→ **Data records**

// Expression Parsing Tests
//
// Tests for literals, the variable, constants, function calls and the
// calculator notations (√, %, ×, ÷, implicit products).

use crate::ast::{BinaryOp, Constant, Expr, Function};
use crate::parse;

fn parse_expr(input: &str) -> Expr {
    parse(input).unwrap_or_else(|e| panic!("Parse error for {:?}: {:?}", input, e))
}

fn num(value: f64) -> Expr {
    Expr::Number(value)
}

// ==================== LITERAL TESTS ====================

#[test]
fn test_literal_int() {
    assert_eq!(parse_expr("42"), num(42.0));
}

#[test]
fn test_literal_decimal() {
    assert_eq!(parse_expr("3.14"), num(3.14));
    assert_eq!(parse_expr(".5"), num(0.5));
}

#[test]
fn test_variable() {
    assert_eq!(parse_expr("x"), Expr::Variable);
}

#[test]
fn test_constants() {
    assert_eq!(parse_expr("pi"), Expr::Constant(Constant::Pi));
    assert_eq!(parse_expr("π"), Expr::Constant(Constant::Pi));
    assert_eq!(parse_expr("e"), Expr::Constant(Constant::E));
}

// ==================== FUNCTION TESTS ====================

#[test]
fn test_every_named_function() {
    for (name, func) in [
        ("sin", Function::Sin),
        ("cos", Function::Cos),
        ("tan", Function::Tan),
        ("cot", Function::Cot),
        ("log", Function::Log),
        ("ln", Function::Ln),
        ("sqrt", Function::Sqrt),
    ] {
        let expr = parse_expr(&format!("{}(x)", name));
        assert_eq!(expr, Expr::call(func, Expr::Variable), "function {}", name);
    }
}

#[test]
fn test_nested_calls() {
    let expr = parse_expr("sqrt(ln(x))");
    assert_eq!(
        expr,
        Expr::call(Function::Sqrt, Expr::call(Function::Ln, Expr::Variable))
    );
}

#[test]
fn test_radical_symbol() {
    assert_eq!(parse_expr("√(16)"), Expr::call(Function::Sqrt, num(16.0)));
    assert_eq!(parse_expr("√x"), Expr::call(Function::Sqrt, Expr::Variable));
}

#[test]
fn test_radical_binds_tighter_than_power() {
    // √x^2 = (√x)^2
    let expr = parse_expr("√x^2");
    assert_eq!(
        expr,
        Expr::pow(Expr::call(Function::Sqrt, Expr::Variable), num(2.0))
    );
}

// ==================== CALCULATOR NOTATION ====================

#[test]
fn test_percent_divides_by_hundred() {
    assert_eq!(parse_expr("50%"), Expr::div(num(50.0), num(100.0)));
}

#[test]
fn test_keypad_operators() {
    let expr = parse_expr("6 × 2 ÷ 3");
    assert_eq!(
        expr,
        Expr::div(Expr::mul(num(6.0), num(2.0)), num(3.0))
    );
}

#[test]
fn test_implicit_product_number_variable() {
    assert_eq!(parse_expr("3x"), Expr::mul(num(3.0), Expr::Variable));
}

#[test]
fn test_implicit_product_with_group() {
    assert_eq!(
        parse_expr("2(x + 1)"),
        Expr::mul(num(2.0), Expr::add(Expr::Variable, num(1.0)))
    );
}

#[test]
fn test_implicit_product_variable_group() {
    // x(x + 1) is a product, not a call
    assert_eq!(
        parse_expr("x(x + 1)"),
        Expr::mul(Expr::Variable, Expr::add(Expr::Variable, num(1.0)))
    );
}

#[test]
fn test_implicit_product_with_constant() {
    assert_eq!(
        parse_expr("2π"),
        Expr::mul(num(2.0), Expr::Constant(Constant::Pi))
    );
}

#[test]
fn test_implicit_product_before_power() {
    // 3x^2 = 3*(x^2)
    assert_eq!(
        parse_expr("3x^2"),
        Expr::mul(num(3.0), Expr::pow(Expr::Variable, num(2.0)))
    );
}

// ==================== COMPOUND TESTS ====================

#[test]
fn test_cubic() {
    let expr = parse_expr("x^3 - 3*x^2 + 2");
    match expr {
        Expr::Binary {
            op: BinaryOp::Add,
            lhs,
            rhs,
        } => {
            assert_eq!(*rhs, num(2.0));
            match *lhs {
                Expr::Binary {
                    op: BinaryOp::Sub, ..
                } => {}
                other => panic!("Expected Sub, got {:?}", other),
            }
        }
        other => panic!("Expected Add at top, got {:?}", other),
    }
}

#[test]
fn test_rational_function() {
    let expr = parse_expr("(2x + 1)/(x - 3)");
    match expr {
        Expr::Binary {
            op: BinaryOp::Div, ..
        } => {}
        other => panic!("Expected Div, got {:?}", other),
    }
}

→ **The task**
Among the records, find all lines that include the string "crate" and return them.

→ **Written solution**
use crate::ast::{BinaryOp, Constant, Expr, Function};
use crate::parse;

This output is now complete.